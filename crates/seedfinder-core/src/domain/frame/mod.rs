//! Frame generators
//!
//! A frame generator wraps a PRNG engine and turns its raw output into the
//! values one game mechanic shows the player. Frame numbers start at 0 (no
//! frame yet) and grow by one per [`FrameGenerator::advance`]; `skip(n)` is
//! equivalent to `n` advances but only derives the final frame.
//!
//! Generators expose the current frame by reference. Anything a caller wants
//! to keep must be copied out before the next advance.

pub mod dream_radar;
pub mod encounter;
pub mod gen34;
pub mod gen3_wild;
pub mod gen4_egg;
pub mod gen4_wild;
pub mod gen5_egg;
pub mod gen5_iv;
pub mod gen5_pid;
pub mod hgss_roamer;
pub mod hidden_hollow;
pub mod roamer5;
pub mod spinner;
pub mod trainer_id;
pub mod wonder_card;

pub use dream_radar::{DreamRadarFrame, DreamRadarGenerator, DreamRadarParameters};
pub use encounter::{EncounterTable, Gen34Encounter};
pub use gen34::{Gen34Frame, Gen34Generator, Gen34Method, reverse_seeds};
pub use gen3_wild::{Gen3Lead, Gen3WildFrame, Gen3WildGenerator, MethodH};
pub use gen4_egg::{Gen4EggIvFrame, Gen4EggIvGenerator, Gen4EggMethod, Gen4EggPidFrame, Gen4EggPidGenerator};
pub use gen4_wild::{Gen4Lead, Gen4Method, Gen4WildFrame, Gen4WildGenerator};
pub use gen5_egg::{Gen5EggFrame, Gen5EggGenerator, Gen5EggParameters};
pub use gen5_iv::{Gen5IvFrame, Gen5IvGenerator, Gen5IvKind};
pub use gen5_pid::{
    Gen5Encounter, Gen5Lead, Gen5PidFrame, Gen5PidGenerator, HeldItem, PidContext, PidStrategy,
};
pub use hgss_roamer::{HgssRoamerFrame, HgssRoamerGenerator, HgssRoamers};
pub use hidden_hollow::{HiddenHollowFrame, HiddenHollowGenerator, HollowSpawn};
pub use roamer5::{Gen5RoamerFrame, Gen5RoamerLocationGenerator};
pub use spinner::{SpinDirection, SpinnerFrame, SpinnerGenerator};
pub use trainer_id::{TrainerIdFrame, TrainerIdGenerator};
pub use wonder_card::{ShinyLock, WonderCardAbility, WonderCardFrame, WonderCardGenerator, WonderCardParameters};

use crate::domain::types::{Ivs, Stat};
use serde::{Deserialize, Serialize};

/// Common contract of every mechanic
pub trait FrameGenerator {
    type Frame;

    /// Move to the next frame and derive it
    fn advance(&mut self);

    /// Move forward `n` frames
    fn skip(&mut self, n: u32) {
        for _ in 0..n {
            self.advance();
        }
    }

    /// The frame produced by the last advance
    fn current(&self) -> &Self::Frame;

    /// Number of the current frame (0 before the first advance)
    fn frame_number(&self) -> u32;
}

// =============================================================================
// Breeding inheritance
// =============================================================================

/// Stat order the games index when picking inherited stats
pub(crate) const BREEDING_ORDER: [Stat; 6] =
    [Stat::Hp, Stat::Atk, Stat::Def, Stat::Spe, Stat::SpA, Stat::SpD];

/// Parent an IV is inherited from
#[derive(Clone, Copy, Debug, PartialEq, Eq, Hash, Serialize, Deserialize)]
pub enum Parent {
    A,
    B,
}

impl Parent {
    #[inline]
    pub const fn from_bit(bit: u32) -> Self {
        if bit & 1 == 0 { Parent::A } else { Parent::B }
    }
}

/// One inherited stat
#[derive(Clone, Copy, Debug, PartialEq, Eq, Hash, Serialize, Deserialize)]
pub struct Inheritance {
    pub stat: Stat,
    pub parent: Parent,
}

impl Default for Inheritance {
    fn default() -> Self {
        Self {
            stat: Stat::Hp,
            parent: Parent::A,
        }
    }
}

/// Overwrite the inherited stats of `ivs` with the parents' values
pub fn apply_inheritance(ivs: Ivs, inheritance: &[Inheritance], parent_a: Ivs, parent_b: Ivs) -> Ivs {
    inheritance.iter().fold(ivs, |acc, inh| {
        let source = match inh.parent {
            Parent::A => parent_a,
            Parent::B => parent_b,
        };
        acc.with_stat(inh.stat, source.stat(inh.stat))
    })
}

#[cfg(test)]
mod tests {
    use super::*;

    #[test]
    fn test_apply_inheritance() {
        let base = Ivs::new([1, 2, 3, 4, 5, 6]);
        let a = Ivs::new([31; 6]);
        let b = Ivs::new([20; 6]);
        let inheritance = [
            Inheritance { stat: Stat::Hp, parent: Parent::A },
            Inheritance { stat: Stat::SpD, parent: Parent::B },
            Inheritance { stat: Stat::Spe, parent: Parent::A },
        ];
        let ivs = apply_inheritance(base, &inheritance, a, b);
        assert_eq!(ivs.values(), [31, 2, 3, 4, 20, 31]);
    }
}
//! Gen 5 hashed-seed space
//!
//! Enumeration order, innermost first:
//!
//! 1. held-button combination
//! 2. Timer0
//! 3. VCount
//! 4. VFrame
//! 5. clock, second by second across the date range
//!
//! Sequential stepping rewrites only the message words that changed, so the
//! common case (next button combination) touches one word before rehashing.

use super::clock::{ClockPosition, ClockRange, ClockSpace, Tick};
use super::{ButtonComboSet, SeedGenerator, shard_bounds};
use crate::domain::criteria::CriteriaError;
use crate::domain::seed::{HashedSeed, HashedSeedParameters, Nazo};
use crate::domain::types::{ButtonMask, ConsoleType, GameVersion};
use serde::{Deserialize, Serialize};
use std::ops::RangeInclusive;

/// Console profile plus the ranges to search
#[derive(Clone, Debug, PartialEq, Eq, Serialize, Deserialize)]
pub struct HashedSeedRanges {
    pub version: GameVersion,
    pub console: ConsoleType,
    pub mac_address: u64,
    pub timer0: RangeInclusive<u16>,
    pub vcount: RangeInclusive<u8>,
    pub vframe: RangeInclusive<u8>,
    pub clock: ClockRange,
    pub buttons: ButtonComboSet,
    /// Overrides the built-in constants for `(version, console)`
    pub nazo: Option<Nazo>,
}

impl HashedSeedRanges {
    pub fn validate(&self) -> Result<(), CriteriaError> {
        if self.timer0.is_empty() {
            return Err(CriteriaError::InvalidSeedRange(format!("Timer0 {:?}", self.timer0)));
        }
        if self.vcount.is_empty() {
            return Err(CriteriaError::InvalidSeedRange(format!("VCount {:?}", self.vcount)));
        }
        if self.vframe.is_empty() {
            return Err(CriteriaError::InvalidSeedRange(format!("VFrame {:?}", self.vframe)));
        }
        if self.buttons.is_empty() {
            return Err(CriteriaError::EmptySeedSpace);
        }
        Ok(())
    }
}

#[inline]
fn span<T: Copy + Into<u64>>(range: &RangeInclusive<T>) -> u64 {
    (*range.end()).into() - (*range.start()).into() + 1
}

/// Decoded enumeration coordinates
#[derive(Clone, Copy, Debug)]
struct Coords {
    button: usize,
    timer0: u16,
    vcount: u8,
    vframe: u8,
    clock: Option<ClockPosition>,
}

#[derive(Clone, Debug)]
pub struct HashedSeedGenerator {
    ranges: HashedSeedRanges,
    clock: ClockSpace,
    coords: Coords,
    current: HashedSeed,
    next: u64,
    end: u64,
}

impl HashedSeedGenerator {
    pub fn new(ranges: HashedSeedRanges) -> Result<Self, CriteriaError> {
        ranges.validate()?;
        let clock = ClockSpace::new(&ranges.clock)?;
        let end = [
            ranges.buttons.len() as u64,
            span(&ranges.timer0),
            span(&ranges.vcount),
            span(&ranges.vframe),
        ]
        .into_iter()
        .try_fold(clock.len(), u64::checked_mul)
        .ok_or_else(|| CriteriaError::InvalidSeedRange("more than 2^64 seeds to enumerate".to_string()))?;
        Ok(Self::shard(ranges, clock, 0, end))
    }

    fn shard(ranges: HashedSeedRanges, clock: ClockSpace, next: u64, end: u64) -> Self {
        let coords = Self::decode(&ranges, &clock, next);
        let current = Self::build(&ranges, &clock, &coords);
        Self {
            ranges,
            clock,
            coords,
            current,
            next,
            end,
        }
    }

    fn decode(ranges: &HashedSeedRanges, clock: &ClockSpace, index: u64) -> Coords {
        let buttons = ranges.buttons.len() as u64;
        let button = (index % buttons) as usize;
        let rest = index / buttons;
        let timer0 = rest % span(&ranges.timer0);
        let rest = rest / span(&ranges.timer0);
        let vcount = rest % span(&ranges.vcount);
        let rest = rest / span(&ranges.vcount);
        let vframe = rest % span(&ranges.vframe);
        let rest = rest / span(&ranges.vframe);

        Coords {
            button,
            timer0: ranges.timer0.start() + timer0 as u16,
            vcount: ranges.vcount.start() + vcount as u8,
            vframe: ranges.vframe.start() + vframe as u8,
            clock: clock.position(rest),
        }
    }

    fn build(ranges: &HashedSeedRanges, clock: &ClockSpace, coords: &Coords) -> HashedSeed {
        let (date, time) = match coords.clock {
            Some(pos) => (pos.date, clock.time(&pos)),
            None => (ranges.clock.end, Default::default()),
        };
        let params = HashedSeedParameters {
            version: ranges.version,
            console: ranges.console,
            mac_address: ranges.mac_address,
            timer0: coords.timer0,
            vcount: coords.vcount,
            vframe: coords.vframe,
            date,
            time,
            buttons: ranges.buttons.get(coords.button).unwrap_or(ButtonMask::NONE),
        };
        match ranges.nazo {
            Some(nazo) => HashedSeed::with_nazo(params, nazo),
            None => HashedSeed::new(params),
        }
    }

    /// Reposition at absolute enumeration index `index`
    pub fn skip_to(&mut self, index: u64) {
        self.next = index;
        self.coords = Self::decode(&self.ranges, &self.clock, index);
        self.current = Self::build(&self.ranges, &self.clock, &self.coords);
    }

    /// Index of the seed the next call returns
    #[inline]
    pub fn position(&self) -> u64 {
        self.next
    }

    fn step(&mut self) {
        let c = &mut self.coords;
        let seed = &mut self.current;
        let ranges = &self.ranges;

        c.button += 1;
        if c.button < ranges.buttons.len() {
            seed.set_buttons(ranges.buttons.get(c.button).unwrap_or(ButtonMask::NONE));
            return;
        }
        c.button = 0;
        seed.set_buttons(ranges.buttons.get(0).unwrap_or(ButtonMask::NONE));

        if c.timer0 < *ranges.timer0.end() {
            c.timer0 += 1;
            seed.set_timer0(c.timer0);
            return;
        }
        c.timer0 = *ranges.timer0.start();
        seed.set_timer0(c.timer0);

        if c.vcount < *ranges.vcount.end() {
            c.vcount += 1;
            seed.set_vcount(c.vcount);
            return;
        }
        c.vcount = *ranges.vcount.start();
        seed.set_vcount(c.vcount);

        if c.vframe < *ranges.vframe.end() {
            c.vframe += 1;
            seed.set_vframe(c.vframe);
            return;
        }
        c.vframe = *ranges.vframe.start();
        seed.set_vframe(c.vframe);

        c.clock = c.clock.and_then(|pos| self.clock.step(pos)).map(|(pos, tick)| {
            let time = self.clock.time(&pos);
            match tick {
                Tick::Second => seed.set_second(time.second),
                Tick::Minute | Tick::Hour => seed.set_time(time),
                Tick::Day => {
                    seed.set_date(pos.date);
                    seed.set_time(time);
                }
            }
            pos
        });
    }
}

impl SeedGenerator for HashedSeedGenerator {
    type Seed = HashedSeed;

    fn num_seeds(&self) -> u64 {
        self.end.saturating_sub(self.next)
    }

    fn next_seed(&mut self) -> Option<HashedSeed> {
        if self.next >= self.end {
            return None;
        }
        self.coords.clock?;
        let seed = self.current.clone();
        self.next += 1;
        self.step();
        Some(seed)
    }

    fn split(self, n: usize) -> Vec<Self> {
        shard_bounds(self.next, self.end, n)
            .into_iter()
            .map(|(next, end)| Self::shard(self.ranges.clone(), self.clock.clone(), next, end))
            .collect()
    }
}

#[cfg(test)]
mod tests {
    use super::*;
    use crate::domain::seed::{GameDate, TimeFilter};

    fn ranges() -> HashedSeedRanges {
        let day = GameDate::new(2011, 12, 31).unwrap();
        let next = GameDate::new(2012, 1, 1).unwrap();
        HashedSeedRanges {
            version: GameVersion::White2,
            console: ConsoleType::Dsi,
            mac_address: 0x0009_BF6D_93CE,
            timer0: 0x10F5..=0x10F6,
            vcount: 0x82..=0x82,
            vframe: 8..=9,
            clock: ClockRange::new(day, next, TimeFilter::all().hours(23..=23).minutes(59..=59).seconds(58..=59))
                .unwrap(),
            buttons: ButtonComboSet::up_to(1),
            nazo: None,
        }
    }

    fn drain(mut generator: HashedSeedGenerator) -> Vec<HashedSeed> {
        std::iter::from_fn(|| generator.next_seed()).collect()
    }

    #[test]
    fn test_num_seeds() {
        let generator = HashedSeedGenerator::new(ranges()).unwrap();
        assert_eq!(generator.num_seeds(), 13 * 2 * 2 * 2 * 2);
    }

    #[test]
    fn test_rejects_overflowing_space() {
        let mut wide = ranges();
        wide.clock = ClockRange::new(
            GameDate::new(2000, 1, 1).unwrap(),
            GameDate::new(2099, 12, 31).unwrap(),
            TimeFilter::all(),
        )
        .unwrap();
        wide.timer0 = 0..=0xFFFF;
        wide.vcount = 0..=0xFF;
        wide.vframe = 0..=0xFF;
        wide.buttons = ButtonComboSet::up_to(3);
        assert!(matches!(
            HashedSeedGenerator::new(wide.clone()),
            Err(CriteriaError::InvalidSeedRange(_))
        ));

        wide.buttons = ButtonComboSet::none();
        let generator = HashedSeedGenerator::new(wide).unwrap();
        assert_eq!(generator.num_seeds(), 36525 * 86400 * (1 << 32));
    }

    #[test]
    fn test_incremental_matches_fresh_hash() {
        let seeds = drain(HashedSeedGenerator::new(ranges()).unwrap());
        assert_eq!(seeds.len(), 13 * 16);
        for seed in &seeds {
            let fresh = HashedSeed::new(*seed.parameters());
            assert_eq!(seed.message(), fresh.message());
            assert_eq!(seed.raw_seed(), fresh.raw_seed());
        }
    }

    #[test]
    fn test_enumeration_order() {
        let seeds = drain(HashedSeedGenerator::new(ranges()).unwrap());
        let first = seeds[0].parameters();
        let second = seeds[1].parameters();
        let after_buttons = seeds[13].parameters();
        let after_timer0 = seeds[26].parameters();

        assert_eq!(first.buttons, ButtonMask::NONE);
        assert_eq!(second.timer0, first.timer0);
        assert_ne!(second.buttons, first.buttons);
        assert_eq!(after_buttons.timer0, 0x10F6);
        assert_eq!(after_buttons.buttons, ButtonMask::NONE);
        assert_eq!(after_timer0.timer0, 0x10F5);
        assert_eq!(after_timer0.vframe, 9);

        let last = seeds[seeds.len() - 1].parameters();
        assert_eq!(last.date, GameDate::new(2012, 1, 1).unwrap());
        assert_eq!(last.time.second, 59);
    }

    #[test]
    fn test_skip_to_matches_sequential() {
        let seeds = drain(HashedSeedGenerator::new(ranges()).unwrap());
        let mut generator = HashedSeedGenerator::new(ranges()).unwrap();
        for index in [0u64, 1, 12, 13, 51, 52, 100, 207] {
            generator.skip_to(index);
            assert_eq!(generator.position(), index);
            let seed = generator.next_seed().unwrap();
            assert_eq!(seed.parameters(), seeds[index as usize].parameters());
        }
    }

    #[test]
    fn test_split_is_partition() {
        let whole = drain(HashedSeedGenerator::new(ranges()).unwrap());
        let shards = HashedSeedGenerator::new(ranges()).unwrap().split(5);
        assert_eq!(shards.len(), 5);
        let joined: Vec<HashedSeed> = shards.into_iter().flat_map(drain).collect();
        let raw = |seeds: &[HashedSeed]| seeds.iter().map(HashedSeed::raw_seed).collect::<Vec<_>>();
        assert_eq!(raw(&joined), raw(&whole));
    }

    #[test]
    fn test_rejects_empty_ranges() {
        let mut bad = ranges();
        bad.timer0 = RangeInclusive::new(0x10F6, 0x10F5);
        assert!(HashedSeedGenerator::new(bad).is_err());

        let mut no_buttons = ranges();
        no_buttons.buttons = ButtonComboSet::from_masks([]);
        assert_eq!(
            HashedSeedGenerator::new(no_buttons).unwrap_err(),
            CriteriaError::EmptySeedSpace
        );
    }
}
//! Expected-result estimates
//!
//! A rough count of how many results a search will produce, computed from
//! the declared ranges alone. The count is divided step by step, so the
//! integer rounding of each step carries into the next; the value is only an
//! advisory warning before a large search.

use super::{CriteriaError, IvCriteria, PidCriteria};
use crate::domain::types::{Ability, NATURE_COUNT};

/// Number of distinct IV combinations (32^6)
const IV_SPACE: u128 = 1 << 30;

/// Shiny odds denominator
const SHINY_DENOMINATOR: u128 = 8192;

/// Closed-form estimate of the number of results a search will report
pub trait ExpectedResults {
    fn expected_number_of_results(&self) -> Result<u64, CriteriaError>;
}

/// Running estimate builder
#[derive(Clone, Copy, Debug, PartialEq, Eq)]
pub struct ResultEstimate {
    count: u128,
}

impl ResultEstimate {
    /// Start from every (seed, frame) pair
    pub fn new(num_seeds: u64, num_frames: u64) -> Self {
        Self {
            count: num_seeds as u128 * num_frames as u128,
        }
    }

    /// Apply the IV box (and hidden power) probability
    pub fn ivs(self, criteria: &IvCriteria) -> Result<Self, CriteriaError> {
        let combinations = criteria.box_combinations() as u128;
        if combinations == 0 && criteria.has_hidden_power_constraint() {
            return Err(CriteriaError::ImpossibleHiddenPower {
                element: criteria.hidden_type(),
                min_power: criteria.min_hidden_power(),
            });
        }
        Ok(Self {
            count: self.count * combinations / IV_SPACE,
        })
    }

    /// Apply nature, ability, gender and shininess fractions
    #[must_use]
    pub fn pid(self, criteria: &PidCriteria) -> Self {
        let mut count = self.count;
        count = count * criteria.natures.len() as u128 / NATURE_COUNT as u128;
        if let Some(ability) = criteria.ability {
            if ability != Ability::Hidden {
                count /= 2;
            }
        }
        if let Some(gender) = criteria.gender {
            count = count * criteria.gender_ratio.outcomes(gender) as u128 / 256;
        }
        if criteria.shiny_only {
            count /= SHINY_DENOMINATOR;
        }
        Self { count }
    }

    /// Multiply by `numerator / denominator`
    #[must_use]
    pub fn fraction(self, numerator: u64, denominator: u64) -> Self {
        if denominator == 0 {
            return Self { count: 0 };
        }
        Self {
            count: self.count * numerator as u128 / denominator as u128,
        }
    }

    pub fn value(self) -> u64 {
        u64::try_from(self.count).unwrap_or(u64::MAX)
    }
}
//! Infrastructure layer - I/O and external dependencies
//!
//! This module handles seed cache files on disk.

pub mod cache_io;

pub use cache_io::{CacheError, cache_path, load_cache_file, read_cache, save_cache_file};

# [Assignment]
If a line in the entries holds the word "first", count it. Report the total only.

# [Task solution]
6